Not his wife, but this woman, Marion Davies, next thing you know she's living in San Simeon, loving it.
Meanwhile, Orson Welles, a boy genius prodigy, had just done "War of the Worlds.
" Orson would say things like tonight at 7:52 P.
M.
We spotted a craft entering Earth's atmosphere.
It lands on the white house lawn, yes, yes.
Hollywood came a-knockin', and they said Orson, babe, what do you want, babe? You want a you want a three-picture deal? We don't say a word, all the money you want, babe? Done.
Green lit, done [bleep.]
deal.
Orson's having some late-night, probably hammered, cocktails with a one Herman Mankiewicz, screenwriter, and Mankiewicz all of a sudden starts going like, yeah, I was I was at San Simeon the other week, and Orson's like, you have inside info and and like little juicy tidbits of what's happening - at the Hearst castle? - He's like, oh, yeah.
He's like, oh [bleep.]
, I have an inside guy.
- Do tell, do tell.
- I partied there regular.
I'm having drinks, smoking cigs, drinking champy, having delicious appetizers with Marion Davies and Dougie Fairbanks and all those people, loving it.
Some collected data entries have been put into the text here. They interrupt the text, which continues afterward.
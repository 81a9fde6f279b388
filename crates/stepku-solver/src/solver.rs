//! The stepwise search controller.

use std::fmt::{self, Display};

use stepku_core::{Board, CandidateSet, Cell, Group, InvalidPuzzleLength};

use crate::propagate::eliminate_naked_subsets;

/// Where the controller currently stands.
#[derive(Debug, Clone, Copy, PartialEq, Eq, derive_more::IsVariant)]
pub enum SolverState {
    /// No puzzle has been loaded.
    Empty,
    /// A puzzle is loaded and the search is still running.
    Active,
    /// Terminal success: the top board is complete and conflict-free.
    Finished,
    /// Terminal failure: the original board itself is contradictory.
    Unsolvable,
}

impl Display for SolverState {
    fn fmt(&self, f: &mut fmt::Formatter<'_>) -> fmt::Result {
        let name = match self {
            SolverState::Empty => "Empty",
            SolverState::Active => "Active",
            SolverState::Finished => "Finished",
            SolverState::Unsolvable => "Unsolvable",
        };
        f.write_str(name)
    }
}

/// A depth-first sudoku solver that advances one decision per call.
///
/// The solver owns a stack of board snapshots: bottom is the puzzle as
/// loaded, top is the current hypothesis, and the entries between are the
/// outstanding guesses. Each [`step`] call performs exactly one of: detect a
/// terminal state, undo the latest guess, run one elimination pass, or branch
/// on the most constrained cell. Driving it from a render loop therefore
/// animates the search; driving it from a `while` loop just solves the
/// puzzle.
///
/// [`step`]: StepSolver::step
///
/// # Examples
///
/// ```
/// use stepku_solver::StepSolver;
///
/// let mut solver = StepSolver::new();
/// solver.load(
///     "........74.6..7.....71285.6..3.71.5.8.......3.1.84.2..6.89327.....4..9.51........",
/// )?;
///
/// while solver.step() {}
///
/// assert!(solver.is_finished());
/// # Ok::<(), stepku_core::InvalidPuzzleLength>(())
/// ```
#[derive(Debug, Clone)]
pub struct StepSolver {
    stack: Vec<Board>,
    state: SolverState,
    moves: usize,
}

impl Default for StepSolver {
    fn default() -> Self {
        Self::new()
    }
}

impl StepSolver {
    /// Creates an empty solver; [`load`](StepSolver::load) it before
    /// stepping.
    #[must_use]
    pub const fn new() -> Self {
        Self {
            stack: Vec::new(),
            state: SolverState::Empty,
            moves: 0,
        }
    }

    /// Loads an 81-character puzzle line, replacing any previous search.
    ///
    /// Digits 1-9 become locked clues, every other character a blank. On
    /// success the stack is reset to the single parsed board and the move
    /// counter to zero.
    ///
    /// # Errors
    ///
    /// Returns [`InvalidPuzzleLength`] for any other length, in which case
    /// the previous solver state is left untouched.
    pub fn load(&mut self, text: &str) -> Result<(), InvalidPuzzleLength> {
        let board = Board::from_line(text)?;
        self.stack.clear();
        self.stack.push(board);
        self.state = SolverState::Active;
        self.moves = 0;
        Ok(())
    }

    /// Advances the search by exactly one decision.
    ///
    /// Returns `true` if anything changed; `false` exactly when the solver
    /// sits in (or just reached) `Empty`, `Finished`, or `Unsolvable`. The
    /// caller polls [`state`](StepSolver::state) to tell the outcomes apart.
    ///
    /// The decision order per call: detect a finished top board; undo the
    /// latest guess if some group holds conflicting values (or give up when
    /// there is no guess left to undo); run one elimination pass; branch on
    /// the most constrained cell of the most constrained group when
    /// elimination has stalled.
    pub fn step(&mut self) -> bool {
        if !self.state.is_active() {
            return false;
        }
        if self.top_is(Board::is_finished) {
            self.state = SolverState::Finished;
            return false;
        }
        if self.top_is(Board::has_conflict) {
            return self.retract_guess();
        }
        if self.propagate_top() {
            self.moves += 1;
            return true;
        }
        if self.top_is(Board::is_complete) {
            // a complete board that passed the conflict check above would be
            // finished; this path cannot be reached while the checks agree
            log::warn!("complete board survived the conflict check without finishing");
            return self.retract_guess();
        }
        self.branch()
    }

    /// Returns the current controller state.
    #[must_use]
    pub const fn state(&self) -> SolverState {
        self.state
    }

    /// Returns `true` once the puzzle has been solved.
    #[must_use]
    pub const fn is_finished(&self) -> bool {
        matches!(self.state, SolverState::Finished)
    }

    /// Returns a copy of the cell at `(row, col)` of the current hypothesis.
    ///
    /// Valid in every state; while nothing is loaded this returns the
    /// locked-empty [`Cell::default`] so callers never need a null check.
    ///
    /// # Panics
    ///
    /// Panics if `row` or `col` is not in the range 0-8 while a board is
    /// loaded.
    #[must_use]
    pub fn cell(&self, row: usize, col: usize) -> Cell {
        self.stack
            .last()
            .map_or_else(Cell::default, |board| board.cell(row, col))
    }

    /// Returns the current hypothesis board, if any.
    #[must_use]
    pub fn board(&self) -> Option<&Board> {
        self.stack.last()
    }

    /// Number of state-changing steps taken since the last load.
    #[must_use]
    pub const fn move_count(&self) -> usize {
        self.moves
    }

    /// Current search depth: 1 plus the number of outstanding guesses.
    #[must_use]
    pub fn stack_depth(&self) -> usize {
        self.stack.len()
    }

    fn top_is(&self, check: impl Fn(&Board) -> bool) -> bool {
        self.stack.last().is_some_and(check)
    }

    /// Pops the latest guess, or gives up when only the original board
    /// remains.
    fn retract_guess(&mut self) -> bool {
        if self.stack.len() > 1 {
            self.stack.pop();
            self.moves += 1;
            log::debug!("backtracked to depth {}", self.stack.len());
            true
        } else {
            self.state = SolverState::Unsolvable;
            false
        }
    }

    /// Runs one elimination pass on the top board and refreshes the
    /// diagnostic flags from its outcome.
    fn propagate_top(&mut self) -> bool {
        let Some(top) = self.stack.last_mut() else {
            return false;
        };
        if !eliminate_naked_subsets(top) {
            return false;
        }
        for i in 0..81 {
            top[i].inconsistent = false;
        }
        for group in &Group::ALL {
            let incorrect = top.incorrect_cells(group);
            if incorrect.is_empty() {
                continue;
            }
            log::debug!("{group} holds conflicting values after elimination");
            for slot in incorrect {
                let cell_index = group.members()[usize::from(slot)];
                top[usize::from(cell_index)].inconsistent = true;
            }
        }
        true
    }

    /// Replaces the top board with one copy per candidate of the most
    /// constrained cell, lowest value deepest so the highest is explored
    /// first.
    fn branch(&mut self) -> bool {
        let Some(top) = self.stack.last() else {
            self.state = SolverState::Unsolvable;
            return false;
        };
        let Some(group) = select_branch_group(top) else {
            // incomplete boards always have an unresolved group
            self.state = SolverState::Unsolvable;
            return false;
        };
        let cell_index = select_branch_cell(top, group);
        let candidates = top[usize::from(cell_index)].candidates;
        if candidates.is_empty() {
            log::debug!(
                "cell r{}c{} is out of candidates, undoing the latest guess",
                cell_index / 9 + 1,
                cell_index % 9 + 1
            );
            return self.retract_guess();
        }

        log::debug!(
            "branching on {group}: cell r{}c{} across {} candidates",
            cell_index / 9 + 1,
            cell_index % 9 + 1,
            candidates.len()
        );
        let Some(parent) = self.stack.pop() else {
            return false;
        };
        for digit in candidates {
            let mut child = parent.clone();
            let cell = &mut child[usize::from(cell_index)];
            cell.candidates = CandidateSet::only(digit);
            cell.guess = true;
            self.stack.push(child);
        }
        self.moves += 1;
        true
    }
}

/// Picks the group with the smallest sum of candidate-set sizes; fully
/// resolved groups are excluded, first group in table order wins ties.
/// `None` only if every group is fully resolved.
fn select_branch_group(board: &Board) -> Option<&'static Group> {
    let mut best_group = None;
    let mut best_score = u32::MAX;
    for group in &Group::ALL {
        let masks = board.group_masks(group);
        if masks.iter().all(|mask| mask.len() == 1) {
            continue;
        }
        let score = masks.iter().map(|mask| u32::from(mask.len())).sum();
        if score < best_score {
            best_score = score;
            best_group = Some(group);
        }
    }
    best_group
}

/// Picks the group's cell with the fewest remaining candidates. Resolved
/// cells rank as if they had ten candidates so they are never chosen; first
/// in group order wins ties.
fn select_branch_cell(board: &Board, group: &Group) -> u8 {
    let mut best_index = group.members()[0];
    let mut best_rank = u8::MAX;
    for &cell_index in group.members() {
        let len = board[usize::from(cell_index)].candidates.len();
        let rank = if len == 1 { 10 } else { len };
        if rank < best_rank {
            best_rank = rank;
            best_index = cell_index;
        }
    }
    best_index
}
He's witnessing this stuff first hand of hold on.
[bleep.]
Sorry, whiskey beard.
Oh, mama.
But then Hearst would leave these parties and go out and spread all his newspapers out and just lord over his powers, like I control media, which controls the world.
I am [bleep.]
God.
And Orson goes stop.
I need you to write me a screenplay about this, and I am going to make it into a feature film.
Deal was made.
Orson Welles knew that we need to kind of keep this top secret, and keep it under wraps because of Hearst.
Mankiewicz would pound out the pages, Orson Welles kept on reading this stuff, he was like, this is amazing screenwriting.
This is gonna be the best movie ever, like I'm making a [bleep.]
kickass movie man.
Capiche? He wrote, produced, directed, he starred in it.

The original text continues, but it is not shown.